“Stranger by the Lake” can be placed comfortably in opposition to last year’s Palme d’Or winner “Blue Is the Warmest Color.” While the latter found success in fitting lesbian lovers into a conventional romance, the former delights in the transgressive surrealism of its premise, taking cues from Hitchcock in its intertwining of love and death.
Alain Guiraudie, one of the most exciting directors today, seems to draw from his own experiences in sketching out the central plot. Franck (Pierre Deladonchamps), a regular at a beach that serves as a gay cruising site, falls into a strange, chaste friendship with Henri (Patrick d’Assumçao), a lonely, unloved man who inadvertently discovers the beach and refuses to admit any gay impulses.
Meanwhile, Michel (Christophe Paou), another regular whom Franck has had an eye on, makes a move on Franck. At first, this is a pleasant development, until the murky possibility that Michel may be a murderer gives the affair a tint of death.
“Stranger by the Lake” continues in the direction that Guiraudie’s 2009 “The King of Escape” signaled, dialing up the contrast between naturalistic aesthetic and insular community until a graceful surrealism emerges.
The cruising beach is one of the most fortuitous settings that Guiraudie has ever utilized, its glimmering shores flowing seamlessly into the dense, ominous forest where successful seductions are consummated. White sands upon which scores of men lay bare – the sunlight giving their bodies an effect not dissimilar to marble statues –and the titular lake, deep with metaphor, make up Guiraudie’s haunting vision of unstable paradise.
His style has always been deceptive – at first glance, his reliance on naturalistic camera movement and unaffected acting might peg him as a director focused on characters. Instead, his films tend to convey a surprising amount about the system enveloping his characters, mostly through a disorienting sense of location.

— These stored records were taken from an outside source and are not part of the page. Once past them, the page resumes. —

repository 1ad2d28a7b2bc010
use axum::{Router, routing::post};

pub mod admin;
pub mod applications;
pub mod cron;
pub mod newsletter;
pub mod system;
pub mod uploads;
pub mod waitlist;

/// Public form and upload endpoints, mounted under `/api`.
pub fn router() -> Router {
    Router::new()
        .nest("/applications", applications::router())
        .route("/newsletter", post(newsletter::subscribe))
        .route("/waitlist", post(waitlist::join))
        .nest("/uploads", uploads::router())
}
#[tokio::test]
async fn cron_requires_secret_and_does_not_process_without_it() {
    let srv = TestServer::spawn().await;
    let client = reqwest::Client::new();

    post_json(&client, srv.url("/api/waitlist"), &json!({"email": "a@example.com"})).await;
    assert_eq!(srv.queue.stats().await.unwrap().pending, 1);

    for auth in [None, Some("Bearer wrong"), Some(CRON_SECRET)] {
        let mut req = client.get(srv.url("/api/cron/process-emails"));
        if let Some(a) = auth {
            req = req.header("authorization", a);
        }
        let res = req.send().await.unwrap();
        assert_eq!(res.status(), StatusCode::UNAUTHORIZED);
        let body: Value = res.json().await.unwrap();
        assert_eq!(body["error"], "Unauthorized");
    }

    // Nothing was claimed or sent.
    assert_eq!(srv.queue.stats().await.unwrap().pending, 1);
    assert!(srv.sender.sent().is_empty());
}

#[tokio::test]
async fn cron_processes_queue_with_valid_secret() {
    let srv = TestServer::spawn().await;
    let client = reqwest::Client::new();

    post_json(&client, srv.url("/api/applications/founder"), &founder_body("ada@example.com")).await;
    post_json(&client, srv.url("/api/newsletter"), &json!({"email": "n@example.com", "name": "Ngozi"})).await;

    let res = client
        .post(srv.url("/api/cron/process-emails"))
        .bearer_auth(CRON_SECRET)
        .send()
        .await
        .unwrap();
    assert_eq!(res.status(), StatusCode::OK);
    let body: Value = res.json().await.unwrap();
    assert_eq!(body["success"], true);
    assert_eq!(body["processed"], 2);
    assert_eq!(body["sent"], 2);
    assert_eq!(body["failed"], 0);
    assert_eq!(body["queue"]["sent"], 2);
    assert_eq!(body["queue"]["pending"], 0);
    assert!(body["timestamp"].is_string());

    let sent = srv.sender.sent();
    assert_eq!(sent.len(), 2);
    assert!(sent.iter().any(|e| e.to == "ada@example.com" && e.subject.contains("Acme Payments")));
}
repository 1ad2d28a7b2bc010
use axum::{Json, response::IntoResponse};

pub async fn health() -> impl IntoResponse {
    Json(serde_json::json!({ "status": "ok" }))
}
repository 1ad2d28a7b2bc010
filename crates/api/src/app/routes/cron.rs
//! Scheduler-triggered email queue processing.

use std::sync::Arc;

use axum::{
    Json, Router,
    extract::Extension,
    http::StatusCode,
    response::IntoResponse,
    routing::get,
};
use chrono::Utc;

use crate::app::{dto, errors, services::AppServices};

pub fn router() -> Router {
    Router::new().route("/process-emails", get(process_emails).post(process_emails))
}

/// Process one batch. The secret check happens in middleware, before this
/// handler (and therefore the processor) is reached.
pub async fn process_emails(Extension(services): Extension<Arc<AppServices>>) -> axum::response::Response {
    let summary = match services.queue.process_queue(services.cron_batch_size).await {
        Ok(s) => s,
        Err(e) => {
            tracing::error!(error = %e, "email queue processing failed");
            return errors::failure(StatusCode::INTERNAL_SERVER_ERROR, "Failed to process email queue");
        }
    };

    let queue = match services.queue.queue_stats().await {
        Ok(stats) => stats,
        Err(e) => {
            tracing::error!(error = %e, "email queue stats failed");
            return errors::failure(StatusCode::INTERNAL_SERVER_ERROR, "Failed to read email queue stats");
        }
    };

    (
        StatusCode::OK,
        Json(dto::CronResponse {
            success: true,
            summary,
            queue,
            timestamp: Utc::now().to_rfc3339(),
        }),
    )
        .into_response()
}
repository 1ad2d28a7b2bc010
//! Blob storage for uploaded resumes.

use std::collections::HashMap;
use std::path::PathBuf;
use std::sync::RwLock;

use async_trait::async_trait;
use thiserror::Error;
use uuid::Uuid;

/// Largest accepted resume, in bytes.
pub const MAX_RESUME_BYTES: usize = 5 * 1024 * 1024;

#[derive(Debug, Clone, PartialEq, Eq, Error)]
pub enum BlobError {
    #[error("file is empty")]
    Empty,
    #[error("file exceeds {max} bytes")]
    TooLarge { max: usize },
    #[error("unsupported file type: {0}")]
    UnsupportedType(String),
    #[error("blob storage error: {0}")]
    Storage(String),
}

impl BlobError {
    /// Whether the error is the uploader's fault rather than ours.
    pub fn is_client_error(&self) -> bool {
        !matches!(self, BlobError::Storage(_))
    }
}

#[derive(Debug, Clone, Copy, PartialEq, Eq)]
pub enum ResumeFormat {
    Pdf,
    Doc,
    Docx,
}

impl ResumeFormat {
    /// Infer the format from a client-supplied file name.
    pub fn from_filename(name: &str) -> Result<Self, BlobError> {
        let ext = name
            .rsplit_once('.')
            .map(|(_, ext)| ext.trim().to_ascii_lowercase())
            .unwrap_or_default();
        match ext.as_str() {
            "pdf" => Ok(Self::Pdf),
            "doc" => Ok(Self::Doc),
            "docx" => Ok(Self::Docx),
            _ => Err(BlobError::UnsupportedType(name.to_string())),
        }
    }

    pub fn extension(&self) -> &'static str {
        match self {
            Self::Pdf => "pdf",
            Self::Doc => "doc",
            Self::Docx => "docx",
        }
    }

    pub fn content_type(&self) -> &'static str {
        match self {
            Self::Pdf => "application/pdf",
            Self::Doc => "application/msword",
            Self::Docx => {
                "application/vnd.openxmlformats-officedocument.wordprocessingml.document"
            }
        }
    }
}

/// A resume that passed size and type checks, with its storage key.
#[derive(Debug, Clone, PartialEq, Eq)]
pub struct ResumeUpload {
    pub key: String,
    pub format: ResumeFormat,
}

impl ResumeUpload {
    pub fn validate(filename: &str, len: usize) -> Result<Self, BlobError> {
        if len == 0 {
            return Err(BlobError::Empty);
        }
        if len > MAX_RESUME_BYTES {
            return Err(BlobError::TooLarge { max: MAX_RESUME_BYTES });
        }
        let format = ResumeFormat::from_filename(filename)?;
        Ok(Self {
            key: format!("resumes/{}.{}", Uuid::now_v7(), format.extension()),
            format,
        })
    }
}

#[async_trait]
pub trait BlobStore: Send + Sync {
    /// Store `bytes` under `key` and return its public URL.
    async fn put(&self, key: &str, content_type: &str, bytes: Vec<u8>) -> Result<String, BlobError>;
}

/// Filesystem-backed blob store serving files from a public base URL.
#[derive(Debug, Clone)]
pub struct LocalBlobStore {
    root: PathBuf,
    public_base_url: String,
}

impl LocalBlobStore {
    pub fn new(root: impl Into<PathBuf>, public_base_url: impl Into<String>) -> Self {
        Self {
            root: root.into(),
            public_base_url: public_base_url.into().trim_end_matches('/').to_string(),
        }
    }

    fn path_for(&self, key: &str) -> Result<PathBuf, BlobError> {
        let mut path = self.root.clone();
        for segment in key.split('/') {
            if segment.is_empty() || segment == "." || segment == ".." || segment.contains('\\') {
                return Err(BlobError::Storage(format!("invalid blob key: {key}")));
            }
            path.push(segment);
        }
        Ok(path)
    }
}

#[async_trait]
impl BlobStore for LocalBlobStore {
    async fn put(&self, key: &str, _content_type: &str, bytes: Vec<u8>) -> Result<String, BlobError> {
        let path = self.path_for(key)?;
        if let Some(parent) = path.parent() {
            tokio::fs::create_dir_all(parent)
                .await
                .map_err(|e| BlobError::Storage(format!("create {}: {e}", parent.display())))?;
        }
        tokio::fs::write(&path, bytes)
            .await
            .map_err(|e| BlobError::Storage(format!("write {}: {e}", path.display())))?;
        tracing::debug!(key, path = %path.display(), "blob stored");
        Ok(format!("{}/{key}", self.public_base_url))
    }
}

/// In-memory blob store for tests.
#[derive(Debug, Default)]
pub struct InMemoryBlobStore {
    blobs: RwLock<HashMap<String, (String, Vec<u8>)>>,
}

impl InMemoryBlobStore {
    pub fn new() -> Self {
        Self::default()
    }

    /// Content type and bytes stored under `key`.
    pub fn get(&self, key: &str) -> Option<(String, Vec<u8>)> {
        self.blobs.read().ok()?.get(key).cloned()
    }

    pub fn len(&self) -> usize {
        self.blobs.read().map(|b| b.len()).unwrap_or_default()
    }

    pub fn is_empty(&self) -> bool {
        self.len() == 0
    }
}

#[async_trait]
impl BlobStore for InMemoryBlobStore {
    async fn put(&self, key: &str, content_type: &str, bytes: Vec<u8>) -> Result<String, BlobError> {
        self.blobs
            .write()
            .map_err(|_| BlobError::Storage("blob map poisoned".into()))?
            .insert(key.to_string(), (content_type.to_string(), bytes));
        Ok(format!("memory://{key}"))
    }
}

#[cfg(test)]
mod tests {
    use super::*;

    #[test]
    fn accepts_resume_extensions_case_insensitively() {
        assert_eq!(ResumeFormat::from_filename("cv.PDF").unwrap(), ResumeFormat::Pdf);
        assert_eq!(ResumeFormat::from_filename("my.cv.docx").unwrap(), ResumeFormat::Docx);
        assert!(matches!(
            ResumeFormat::from_filename("cv.exe"),
            Err(BlobError::UnsupportedType(_))
        ));
        assert!(ResumeFormat::from_filename("resume").is_err());
    }

    #[test]
    fn size_limits() {
        assert_eq!(ResumeUpload::validate("cv.pdf", 0).unwrap_err(), BlobError::Empty);
        assert!(ResumeUpload::validate("cv.pdf", MAX_RESUME_BYTES).is_ok());
        assert_eq!(
            ResumeUpload::validate("cv.pdf", MAX_RESUME_BYTES + 1).unwrap_err(),
            BlobError::TooLarge { max: MAX_RESUME_BYTES }
        );
    }

    #[test]
    fn keys_are_unique_and_namespaced() {
        let a = ResumeUpload::validate("cv.doc", 10).unwrap();
        let b = ResumeUpload::validate("cv.doc", 10).unwrap();
        assert!(a.key.starts_with("resumes/") && a.key.ends_with(".doc"));
        assert_ne!(a.key, b.key);
    }

    #[tokio::test]
    async fn local_store_writes_file_and_returns_public_url() {
        let dir = tempfile::tempdir().unwrap();
        let store = LocalBlobStore::new(dir.path(), "https://cdn.investi.com/uploads/");

        let url = store
            .put("resumes/abc.pdf", "application/pdf", b"%PDF-1.7".to_vec())
            .await
            .unwrap();

        assert_eq!(url, "https://cdn.investi.com/uploads/resumes/abc.pdf");
        let written = std::fs::read(dir.path().join("resumes/abc.pdf")).unwrap();
        assert_eq!(written, b"%PDF-1.7");
    }

    #[tokio::test]
    async fn local_store_rejects_traversal() {
        let dir = tempfile::tempdir().unwrap();
        let store = LocalBlobStore::new(dir.path(), "/uploads");
        let err = store.put("../escape.pdf", "application/pdf", vec![1]).await.unwrap_err();
        assert!(!err.is_client_error());
    }
}
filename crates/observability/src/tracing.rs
//! Tracing/logging initialization.
//!
//! JSON lines by default so the hosting platform can index fields such as
//! `job_id` and `kind`; `LOG_FORMAT=pretty` switches to human-readable output
//! for local development.

use tracing_subscriber::EnvFilter;

const DEFAULT_FILTER: &str = "info,sqlx=warn";

#[derive(Debug, Clone, Copy, PartialEq, Eq, Default)]
pub enum LogFormat {
    #[default]
    Json,
    Pretty,
}

impl LogFormat {
    /// Unknown values fall back to JSON.
    pub fn parse(raw: &str) -> Self {
        match raw.trim().to_ascii_lowercase().as_str() {
            "pretty" | "text" => LogFormat::Pretty,
            _ => LogFormat::Json,
        }
    }
}

#[derive(Debug, Clone)]
pub struct LogConfig {
    /// `EnvFilter` directives used when `RUST_LOG` is unset
    pub default_filter: String,
    pub format: LogFormat,
}

impl Default for LogConfig {
    fn default() -> Self {
        Self {
            default_filter: DEFAULT_FILTER.to_string(),
            format: LogFormat::Json,
        }
    }
}

impl LogConfig {
    pub fn from_env() -> Self {
        Self {
            format: std::env::var("LOG_FORMAT")
                .map(|v| LogFormat::parse(&v))
                .unwrap_or_default(),
            ..Self::default()
        }
    }
}

/// Install the global subscriber.
///
/// Safe to call multiple times (subsequent calls are no-ops).
pub fn init(config: LogConfig) {
    let filter = EnvFilter::try_from_default_env()
        .unwrap_or_else(|_| EnvFilter::new(&config.default_filter));

    let builder = tracing_subscriber::fmt()
        .with_env_filter(filter)
        .with_timer(tracing_subscriber::fmt::time::SystemTime);

    let _ = match config.format {
        LogFormat::Json => builder.json().with_target(true).try_init(),
        LogFormat::Pretty => builder.pretty().try_init(),
    };
}
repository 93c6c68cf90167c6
//! Shortest-path search over a wire's visibility graph.
//!
//! Dijkstra with labels stored on the vertices themselves: `cost` and
//! `label` (predecessor) live in the shared vertex arena and are wiped by
//! the router between wires. The minimum is found by a linear scan in
//! insertion order, which is what makes equal-cost tie-breaks
//! deterministic.

use wire_model::{PathId, Seg};

use crate::router::Router;

impl Router {
    /// Searches the wire's visibility graph and reconstructs the segment
    /// chain. Returns `false` when the graph has a gap or the end is
    /// unreachable.
    pub(crate) fn determine_shortest_path(&mut self, path_id: PathId) -> bool {
        if !self.label_graph(path_id) {
            return false;
        }

        let (start, end) = {
            let path = &self.paths[path_id];
            (path.start, path.end)
        };
        let distance = self.vertices[start].pos.distance(self.vertices[end].pos);
        self.paths[path_id].prev_cost_ratio = self.vertices[end].cost / distance;

        let mut segments: Vec<Seg> = Vec::new();
        let mut vertex = end;
        while vertex != start {
            let Some(previous) = self.vertices[vertex].label else {
                return false;
            };
            segments.push(Seg::new(previous, vertex));
            vertex = previous;
        }
        segments.reverse();
        self.paths[path_id].segments = segments;
        true
    }

    /// Labels the graph with costs from the wire's start.
    ///
    /// Returns `false` when the scan reaches a vertex with no neighbors,
    /// meaning the graph never connected; the caller treats that as "no
    /// route" and may retry without pruning.
    fn label_graph(&mut self, path_id: PathId) -> bool {
        let (start, visible) = {
            let path = &self.paths[path_id];
            (path.start, path.visible_vertices.as_slice().to_vec())
        };

        let mut num_permanent = 1usize;
        let mut vertex = start;
        self.vertices[start].is_permanent = true;

        while num_permanent != visible.len() {
            let neighbors = self.vertices[vertex].neighbors.clone();
            if neighbors.is_empty() {
                return false;
            }

            let base_cost = self.vertices[vertex].cost;
            let from = self.vertices[vertex].pos;
            for neighbor_id in neighbors {
                let to = self.vertices[neighbor_id].pos;
                let neighbor = &mut self.vertices[neighbor_id];
                if neighbor.is_permanent {
                    continue;
                }
                let new_cost = base_cost + from.distance(to);
                if neighbor.label.is_none() || neighbor.cost > new_cost {
                    neighbor.label = Some(vertex);
                    neighbor.cost = new_cost;
                }
            }

            // Pick the cheapest labeled, non-permanent vertex by linear
            // scan. When none is labeled yet the current vertex is kept,
            // which drains the loop and reports the end as unreachable.
            let mut smallest = 0.0f64;
            for &candidate_id in &visible {
                let candidate = &self.vertices[candidate_id];
                if !candidate.is_permanent
                    && candidate.label.is_some()
                    && (candidate.cost < smallest || smallest == 0.0)
                {
                    smallest = candidate.cost;
                    vertex = candidate_id;
                }
            }

            self.vertices[vertex].is_permanent = true;
            num_permanent += 1;
        }
        true
    }
}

In “Stranger by the Lake,” Guiraudie’s tendency to keep space ambiguous allows thrilling elements to sneak into the film. As Michel’s danger becomes more apparent, the basic idea of where he might be becomes less apparent. This is a classic horror movie tactic, keeping the audience guessing about who’s going to die and when. But Guiraudie elevates it to existential dread –death in this movie feels more symbolic than final.
This surprising unity of philosophy and genre has a large part to do with the film’s interest in the conflict between the desire to live and the desire to love. There is very little ambiguity to the central act of violence; in fact, it is Franck himself who knows the danger of the situation most clearly. Yet we get the sense that he is willing to give up almost anything for this inescapable attraction, so the surprising conclusion that the film’s limitless confusions draw is that, for a certain kind of person, loneliness might be worse than death.
The beach as a microcosm inherently contains this premise – the legality of using it as a cruising site is murky, to say the least, and although the film emphasizes the mundane qualities of the meeting place, there remains substantial risk for all the men looking for momentary pleasure. The aim of “Stranger by the Lake,” then, is to make an implicit threat explicit, to push the boundary of how much one is willing to give up for love. And it’s at the edge of those boundaries that it is most exciting, most terrifying and transgressive enough that it’s almost romantic. And deadly.